=== Begin Enclosure ===
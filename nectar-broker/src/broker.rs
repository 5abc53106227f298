use std::{
    collections::HashMap,
    sync::{
        atomic::{AtomicU64, Ordering},
        Arc, Mutex,
    },
};

use nectar_core::{err::broker::BrokerError, qos::QosLevel, v3::PublishPacket};
use tokio::{net::TcpListener, sync::RwLock};

use crate::{
    auth::{AcceptAll, Authenticator},
    config::BrokerConfig,
    connection,
    routing::SubscriptionTable,
    store::{RetainedMessage, Stores},
};

pub struct MqttBroker {
    config: BrokerConfig,
    routing: RwLock<SubscriptionTable>,
    stores: Stores,
    auth: Arc<dyn Authenticator>,
    // client id -> number of live connections using it.
    active_clients: Mutex<HashMap<String, usize>>,
    packet_ids: AtomicU64,
}

impl MqttBroker {
    /// Builds a broker with the in-memory stores and the accept-all
    /// credential check.
    pub fn new(config: BrokerConfig) -> Self {
        return Self::with_collaborators(config, Stores::in_memory(), Arc::new(AcceptAll));
    }

    pub fn with_collaborators(
        config: BrokerConfig,
        stores: Stores,
        auth: Arc<dyn Authenticator>,
    ) -> Self {
        return Self {
            routing: RwLock::new(SubscriptionTable::new(config.max_qos())),
            config,
            stores,
            auth,
            active_clients: Mutex::new(HashMap::new()),
            packet_ids: AtomicU64::new(0),
        };
    }

    /// Claims the client id for a live connection. Refused when a non-clean
    /// session would collide with a connection already using the id.
    pub fn register_client(&self, client_id: &str, clean_session: bool) -> bool {
        let mut active = self
            .active_clients
            .lock()
            .unwrap_or_else(|poison| poison.into_inner());

        if active.contains_key(client_id) && !clean_session {
            return false;
        }

        *active.entry(client_id.to_string()).or_insert(0) += 1;
        return true;
    }

    pub fn release_client(&self, client_id: &str) {
        let mut active = self
            .active_clients
            .lock()
            .unwrap_or_else(|poison| poison.into_inner());

        if let Some(count) = active.get_mut(client_id) {
            *count -= 1;
            if *count == 0 {
                active.remove(client_id);
            }
        }
    }

    pub fn routing(&self) -> &RwLock<SubscriptionTable> {
        return &self.routing;
    }

    pub fn stores(&self) -> &Stores {
        return &self.stores;
    }

    pub fn auth(&self) -> &dyn Authenticator {
        return self.auth.as_ref();
    }

    /// Binds the configured address and accepts connections until the
    /// process dies. A failed bind is fatal; a failed accept and every
    /// per-connection error are logged and do not take the broker down.
    pub async fn listen(self: Arc<Self>) -> Result<(), BrokerError> {
        let addr = self.config.addr();

        let listener = TcpListener::bind(&addr).await?;

        log::info!("Broker listening at: {addr}");

        loop {
            match listener.accept().await {
                Ok((stream, addr)) => {
                    log::info!("New connection attempt: {addr}");

                    let broker = Arc::clone(&self);

                    tokio::spawn(async move {
                        match connection::handle_client(&broker, stream).await {
                            Ok(()) => log::info!("Gracefully closed connection: {addr}"),
                            Err(err) => {
                                log::warn!("Error handling client: {err}. Closed connection: {addr}")
                            }
                        }
                    });
                }
                Err(err) => {
                    log::error!("Rejected TCP connection: {err}");
                }
            }
        }
    }

    /// Fans the packet out to every current subscriber of its topic, in
    /// first-subscribe order. Each delivery is re-flagged (dup cleared,
    /// retain cleared by the caller) and downgraded to the QoS granted to
    /// that subscriber. A dead subscriber never stalls the loop: its queue
    /// rejects the send, it is logged and dropped from the table.
    pub async fn publish(&self, packet: &PublishPacket) {
        let subscribers = self.routing.read().await.subscribers_of(packet.topic());

        let mut dead = Vec::new();

        for sub in subscribers {
            let mut out = packet.clone();
            out.set_dup(false);

            match out.qos().min(sub.qos) {
                QosLevel::AtMostOnce => out.set_qos_atmostonce(),
                QosLevel::AtLeastOnce => {
                    if let Some(id) = out.id() {
                        out.set_qos_atleastonce(id);
                    } else {
                        out.set_qos_atmostonce();
                    }
                }
                QosLevel::ExactlyOnce => {}
            }

            match out.encode() {
                Ok(buf) => {
                    if sub.handle.send(buf).is_err() {
                        log::warn!(
                            "Dropping subscriber {} from topic {}: its write queue is closed.",
                            sub.handle.client_id(),
                            packet.topic()
                        );
                        dead.push(sub.handle.id());
                    }
                }
                Err(err) => {
                    log::error!(
                        "Could not encode outbound PUBLISH for {}: {err}",
                        sub.handle.client_id()
                    );
                }
            }
        }

        if !dead.is_empty() {
            let mut routing = self.routing.write().await;
            for id in dead {
                routing.drop_connection(id);
            }
        }
    }

    /// Applies the retain side of a PUBLISH: a payload replaces the topic's
    /// retained message, an empty payload deletes it. Store failures in
    /// steady state are logged and the message still flows to current
    /// subscribers.
    pub fn store_retained(&self, packet: &PublishPacket) {
        if packet.payload().is_empty() {
            if let Err(err) = self.stores.retained.remove(packet.topic()) {
                log::error!("Could not clear the retained message on {}: {err}", packet.topic());
            }
        } else {
            let message = RetainedMessage {
                topic: packet.topic().to_string(),
                qos: packet.qos(),
                payload: packet.payload().clone(),
            };
            if let Err(err) = self.stores.retained.upsert(message) {
                log::error!("Could not retain the message on {}: {err}", packet.topic());
            }
        }
    }

    /// Publishes the stored will of a client that vanished without a
    /// DISCONNECT, exactly as if the client had published it, then forgets
    /// it. Called only on an ungraceful close.
    pub async fn publish_will(&self, client_id: &str) {
        match self.stores.wills.take(client_id) {
            Ok(Some(will)) => {
                log::info!("Publishing the will of {client_id} to {}", will.topic);

                let mut packet = PublishPacket::new(&will.topic, will.payload.clone());

                match will.qos {
                    QosLevel::AtMostOnce => {}
                    QosLevel::AtLeastOnce => packet.set_qos_atleastonce(self.next_packet_id()),
                    QosLevel::ExactlyOnce => packet.set_qos_exactlyonce(self.next_packet_id()),
                }

                if will.retain {
                    packet.set_retain(true);
                    self.store_retained(&packet);
                    packet.set_retain(false);
                }

                self.publish(&packet).await;
            }
            Ok(None) => {}
            Err(err) => {
                log::error!("Could not load the will of {client_id}: {err}");
            }
        }
    }

    /// Packet ids for broker-originated publishes. Zero is not a valid id.
    fn next_packet_id(&self) -> u16 {
        let n = self.packet_ids.fetch_add(1, Ordering::Relaxed);
        return (n % u16::MAX as u64) as u16 + 1;
    }
}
=== End Enclosure ===
What you need to do: Tell how many lines of the listing contain the string "subscribers", giving the number without any other words.

Solved problem: 3